Computer Science
Sleep-like unsupervised replay reduces catastrophic forgetting in artificial neural networks
T. Tadros, G. P. Krishnan, et al.
Discover how Timothy Tadros, Giri P. Krishnan, Ramyaa Ramyaa, and Maxim Bazhenov explore a groundbreaking approach to combat catastrophic forgetting in artificial neural networks. Their innovative 'Sleep Replay Consolidation' algorithm demonstrates a remarkable ability to recover lost knowledge through sleep-like dynamics, redefining our understanding of memory retention in machines.
~3 min • Beginner • English
Introduction
Humans and animals learn continuously, integrating new information without erasing older memories, whereas artificial neural networks (ANNs) typically suffer from catastrophic forgetting when trained sequentially on multiple tasks. This reflects the stability–plasticity dilemma: networks must be plastic to learn new tasks yet stable to preserve old ones. Neuroscience indicates that sleep supports memory consolidation and knowledge generalization via spontaneous replay and local unsupervised synaptic plasticity, enabling formation of more orthogonal, sparse representations that reduce interference between memories. Motivated by hippocampus-independent consolidation processes thought to occur particularly in REM sleep, the authors hypothesize that introducing a sleep-like, offline replay phase into ANN training can protect old memories during new task learning and reduce catastrophic forgetting. They propose and evaluate a Sleep Replay Consolidation (SRC) algorithm interleaving standard supervised training with sleep-like unsupervised replay phases.
Literature Review
The paper situates SRC within two main continual learning approaches: rehearsal (explicit replay of stored or generated past examples) and regularization (constraining updates to preserve important weights). Prior work shows rehearsal methods (including generative replay) can be effective but require storing data or training auxiliary generators and may scale poorly. Regularization methods such as Elastic Weight Consolidation (EWC) and Synaptic Intelligence (SI) penalize changes to important weights but can struggle in class-incremental settings with high representational overlap; Orthogonal Weight Modification (OWM) improves performance by projecting updates orthogonally to subspaces representing old tasks. Neuroscience literature supports sleep-dependent memory consolidation involving spontaneous replay and local plasticity, with evidence for both NREM and REM contributions, increased sparsity, and orthogonalization of representations. Prior wake–sleep algorithms and spiking network studies suggest sleep-like phases can improve learning and reduce required training examples. The authors build on this by implementing a biologically inspired offline replay without explicit task data to mitigate catastrophic forgetting.
Methodology
SRC is integrated into standard ANN training by interleaving supervised "awake" training (backpropagation with ReLU activations) with an offline sleep phase featuring spontaneous activity and local Hebbian-type plasticity. Key components:
- Sleep conversion: During sleep, ReLU activations are replaced with Heaviside (spike-like) activations. Layer weights are scaled by a factor derived from the maximum activation observed during the preceding training to maintain activity levels. Layer-specific thresholds and scaling factors are selected via hyperparameter search/genetic algorithm based on maintaining reasonable firing activity.

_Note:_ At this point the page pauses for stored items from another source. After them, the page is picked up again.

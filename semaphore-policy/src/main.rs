#![deny(warnings, rust_2018_idioms)]
#![forbid(unsafe_code)]

#[cfg(all(target_os = "linux", target_arch = "x86_64", target_env = "gnu"))]
#[global_allocator]
static GLOBAL: jemallocator::Jemalloc = jemallocator::Jemalloc;

#[tokio::main]
async fn main() -> anyhow::Result<()> {
    semaphore_policy_runtime::Args::parse_and_run().await
}
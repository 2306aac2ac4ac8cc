use crate::{labels::Labels, NetworkSet, NetworkSetId, Scope};
use ahash::AHashMap as HashMap;
use parking_lot::RwLock;
use std::{collections::hash_map::Entry, sync::Arc};
use tracing::debug;

/// A store shared by the pod event path and the sync engine.
///
/// Both paths must hold the lock for the duration of a single store operation only.
pub type SharedStore = Arc<RwLock<Store>>;

/// Holds the network sets that should exist externally, by id.
#[derive(Debug, Default)]
pub struct Store {
    sets: HashMap<NetworkSetId, NetworkSet>,
}

/// The outcome of removing an address from a network set.
#[derive(Debug, PartialEq, Eq)]
pub enum Removed<'s> {
    /// No network set exists for the id.
    Unknown,

    /// The last address was removed, so the network set no longer exists.
    Deleted,

    /// The network set still holds addresses.
    Remaining(&'s NetworkSet),
}

/// The external operation that makes the external API match the store for one id.
#[derive(Clone, Debug, PartialEq, Eq)]
pub enum Op {
    /// Create the network set, or overwrite the labels and addresses of the existing one.
    Apply {
        id: NetworkSetId,
        labels: Labels,
        addresses: Vec<String>,
    },

    /// Delete the network set. Deleting a missing network set succeeds.
    Delete { id: NetworkSetId },
}

// === impl Store ===

impl Store {
    pub fn shared() -> SharedStore {
        Arc::new(RwLock::new(Self::default()))
    }

    /// Adds an address to the `name` network set in `namespace`, creating the set if needed.
    pub fn add_address(
        &mut self,
        scope: &Scope,
        namespace: &str,
        name: &str,
        address: impl Into<String>,
    ) -> &NetworkSet {
        let address = address.into();
        let id = NetworkSetId::new(scope, namespace, name);
        match self.sets.entry(id) {
            Entry::Vacant(entry) => {
                debug!(id = %entry.key(), %address, "Creating network set");
                let set = NetworkSet::new(scope, namespace, name, address);
                entry.insert(set)
            }
            Entry::Occupied(entry) => {
                let id = entry.key().clone();
                let set = entry.into_mut();
                if set.insert(address.clone()) {
                    debug!(%id, %address, addresses = set.len(), "Added address to network set");
                }
                set
            }
        }
    }

    /// Removes an address from the `name` network set in `namespace`.
    ///
    /// Once the last address is removed the set is dropped from the store.
    pub fn remove_address(
        &mut self,
        scope: &Scope,
        namespace: &str,
        name: &str,
        address: &str,
    ) -> Removed<'_> {
        let id = NetworkSetId::new(scope, namespace, name);
        let mut entry = match self.sets.entry(id) {
            Entry::Occupied(entry) => entry,
            Entry::Vacant(_) => return Removed::Unknown,
        };

        if entry.get_mut().remove(address) {
            debug!(id = %entry.key(), %address, addresses = entry.get().len(), "Removed address from network set");
        }

        if entry.get().is_empty() {
            debug!(id = %entry.key(), "Deleting empty network set");
            entry.remove();
            return Removed::Deleted;
        }

        Removed::Remaining(entry.into_mut())
    }

    /// Returns the operation that brings the external network set `id` in line with the store.
    pub fn reconcile(&self, id: &NetworkSetId) -> Op {
        match self.sets.get(id) {
            Some(set) => Op::Apply {
                id: id.clone(),
                labels: set.labels().clone(),
                addresses: set.addresses().map(str::to_string).collect(),
            },
            None => Op::Delete { id: id.clone() },
        }
    }

    pub fn get(&self, id: &str) -> Option<&NetworkSet> {
        self.sets.get(id)
    }

    pub fn contains(&self, id: &str) -> bool {
        self.sets.contains_key(id)
    }

    /// Returns the ids of all network sets, sorted.
    pub fn ids(&self) -> Vec<NetworkSetId> {
        let mut ids = self.sets.keys().cloned().collect::<Vec<_>>();
        ids.sort();
        ids
    }

    pub fn len(&self) -> usize {
        self.sets.len()
    }

    pub fn is_empty(&self) -> bool {
        self.sets.is_empty()
    }
}

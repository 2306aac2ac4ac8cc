use crate::{labels::Labels, NetworkSetId, Selector};
use anyhow::Result;

/// A network set as read from the external API.
#[derive(Clone, Debug, PartialEq, Eq)]
pub struct RemoteNetworkSet {
    pub id: NetworkSetId,
    pub labels: Labels,
    pub addresses: Vec<String>,
}

/// Manages network sets in the external policy API.
#[async_trait::async_trait]
pub trait NetworkSetClient {
    async fn get(&self, id: &NetworkSetId) -> Result<Option<RemoteNetworkSet>>;

    /// Creates the network set if it does not exist. Otherwise, replaces its labels and
    /// addresses, leaving all other fields untouched.
    async fn create_or_update(
        &self,
        id: &NetworkSetId,
        labels: &Labels,
        addresses: &[String],
    ) -> Result<()>;

    /// Deletes the network set. Succeeds if it does not exist.
    async fn delete(&self, id: &NetworkSetId) -> Result<()>;

    /// Lists network sets.
    ///
    /// Implementations may not be able to filter by `selector`, so callers must filter the
    /// result themselves.
    async fn list(&self, selector: &Selector) -> Result<Vec<RemoteNetworkSet>>;
}
use semaphore_policy_k8s_api::ObjectMeta;
use std::{fmt, str::FromStr};

/// Names the pod metadata entry whose value selects a pod's network set.
#[derive(Clone, Debug, PartialEq, Eq)]
pub struct GroupingKey {
    name: String,
    source: Source,
}

/// Where a [`GroupingKey`] is read from.
#[derive(Copy, Clone, Debug, Default, PartialEq, Eq)]
pub enum Source {
    #[default]
    Annotation,
    Label,
}

#[derive(Clone, Debug, thiserror::Error)]
#[error("invalid grouping key source '{0}': expected 'annotation' or 'label'")]
pub struct InvalidSource(String);

// === impl GroupingKey ===

impl GroupingKey {
    pub fn new(name: impl Into<String>, source: Source) -> Self {
        Self {
            name: name.into(),
            source,
        }
    }

    /// Returns the network set name of the pod, if it has one.
    pub fn group_of<'m>(&self, meta: &'m ObjectMeta) -> Option<&'m str> {
        let values = match self.source {
            Source::Annotation => meta.annotations.as_ref(),
            Source::Label => meta.labels.as_ref(),
        }?;
        values
            .get(&self.name)
            .map(String::as_str)
            .filter(|v| !v.is_empty())
    }
}

impl fmt::Display for GroupingKey {
    fn fmt(&self, f: &mut fmt::Formatter<'_>) -> fmt::Result {
        write!(f, "{} {}", self.source, self.name)
    }
}

// === impl Source ===

impl FromStr for Source {
    type Err = InvalidSource;

    fn from_str(s: &str) -> Result<Self, Self::Err> {
        match s {
            "annotation" => Ok(Self::Annotation),
            "label" => Ok(Self::Label),
            s => Err(InvalidSource(s.to_string())),
        }
    }
}

impl fmt::Display for Source {
    fn fmt(&self, f: &mut fmt::Formatter<'_>) -> fmt::Result {
        match self {
            Self::Annotation => "annotation".fmt(f),
            Self::Label => "label".fmt(f),
        }
    }
}
#![deny(rust_2018_idioms)]
#![forbid(unsafe_code)]

pub mod network_set;
mod watch;


pub use self::{
    network_set::{ClientMetrics, GlobalNetworkSet, GlobalNetworkSetSpec, GlobalNetworkSets},
    watch::{Event, Watch, WatchHealth, WatchMetrics},
};
pub use k8s_openapi::api::core::v1::{Pod, PodStatus};
pub use kube::{
    api::{Api, ObjectMeta, ResourceExt},
    runtime::watcher,
    Client,
};
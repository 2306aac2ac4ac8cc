use futures::prelude::*;
pub use kube::runtime::watcher::{Error, Event, Result};
use prometheus_client::{
    encoding::EncodeLabelSet,
    metrics::{counter::Counter, family::Family},
    registry::Registry,
};
use std::{
    pin::Pin,
    sync::{
        atomic::{AtomicBool, Ordering},
        Arc,
    },
};
use tokio::time;
use tracing::{info, Instrument};

/// Wraps a watcher event stream, recovering from failures and tracking whether the watch is
/// healthy.
pub struct Watch<T> {
    span: tracing::Span,
    rx: Pin<Box<dyn Stream<Item = Result<Event<T>>> + Send + 'static>>,
    health: WatchHealth,
    metrics: WatchMetrics,
}

/// Reports the state of a [`Watch`].
///
/// A watch is healthy when its most recent list and its most recent watch both succeeded. It has
/// synced once it has delivered a complete initial listing.
#[derive(Clone, Debug, Default)]
pub struct WatchHealth(Arc<Health>);

#[derive(Debug, Default)]
struct Health {
    synced: AtomicBool,
    listing: AtomicBool,
    watching: AtomicBool,
}

#[derive(Clone, Debug, Default)]
pub struct WatchMetrics {
    failures: Family<FailureLabels, Counter>,
}

#[derive(Clone, Debug, Hash, PartialEq, Eq, EncodeLabelSet)]
struct FailureLabels {
    op: &'static str,
}

// === impl Watch ===

impl<T> Watch<T> {
    pub fn new<W>(watch: W, metrics: WatchMetrics) -> Self
    where
        W: Stream<Item = Result<Event<T>>> + Send + 'static,
    {
        Self {
            rx: watch.boxed(),
            span: tracing::Span::current(),
            health: WatchHealth::default(),
            metrics,
        }
    }

    pub fn instrument(mut self, span: tracing::Span) -> Self {
        self.span = span;
        self
    }

    pub fn health(&self) -> WatchHealth {
        self.health.clone()
    }

    /// Receive the next event in the stream.
    ///
    /// If the stream fails, log the error and sleep for 1s before polling for a reset event.
    /// The watch is considered healthy again once polling resumes after a watch failure.
    /// Returns `None` only if the underlying stream ends.
    pub async fn recv(&mut self) -> Option<Event<T>> {
        loop {
            let ev = self.rx.next().instrument(self.span.clone()).await?;

            match ev {
                Ok(ev) => {
                    self.health.observe(&ev);
                    return Some(ev);
                }
                Err(error) => {
                    let op = match error {
                        Error::InitialListFailed(_) => {
                            self.health.0.listing.store(false, Ordering::Release);
                            "list"
                        }
                        _ => {
                            self.health.0.watching.store(false, Ordering::Release);
                            "watch"
                        }
                    };
                    self.metrics.failed(op);
                    info!(parent: &self.span, %error, op, "Failed");

                    time::sleep(time::Duration::from_secs(1)).await;
                    info!(parent: &self.span, "Restarting");
                    // A failed list is only recovered by a successful listing; the watch
                    // resumes here even when no events follow.
                    if op == "watch" {
                        self.health.0.watching.store(true, Ordering::Release);
                    }
                }
            }
        }
    }
}

// === impl WatchHealth ===

impl WatchHealth {
    /// Indicates whether an initial listing has completed.
    pub fn has_synced(&self) -> bool {
        self.0.synced.load(Ordering::Acquire)
    }

    pub fn is_healthy(&self) -> bool {
        self.0.listing.load(Ordering::Acquire) && self.0.watching.load(Ordering::Acquire)
    }

    fn observe<T>(&self, ev: &Event<T>) {
        match ev {
            Event::Init => {}
            Event::InitApply(_) => {
                self.0.listing.store(true, Ordering::Release);
            }
            Event::InitDone => {
                self.0.listing.store(true, Ordering::Release);
                self.0.watching.store(true, Ordering::Release);
                self.0.synced.store(true, Ordering::Release);
            }
            Event::Apply(_) | Event::Delete(_) => {
                self.0.watching.store(true, Ordering::Release);
            }
        }
    }
}

// === impl WatchMetrics ===

impl WatchMetrics {
    pub fn register(reg: &mut Registry) -> Self {
        let metrics = Self::default();
        reg.register(
            "failures",
            "Count of failed list and watch operations",
            metrics.failures.clone(),
        );
        metrics
    }

    fn failed(&self, op: &'static str) {
        self.failures.get_or_create(&FailureLabels { op }).inc();
    }

    #[cfg(test)]
    pub(crate) fn failure_count(&self, op: &'static str) -> u64 {
        self.failures.get_or_create(&FailureLabels { op }).get()
    }
}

- Stimulation during sleep: The input layer is driven by noisy binary inputs. For each SRC forward pass, each input pixel is set to 1 with probability drawn from a Poisson process whose mean equals the pixel’s mean intensity across all previously seen training data. Thus, SRC only stores per-pixel average intensities (fixed-size statistics independent of the number of tasks). No task-specific exemplars are presented during sleep.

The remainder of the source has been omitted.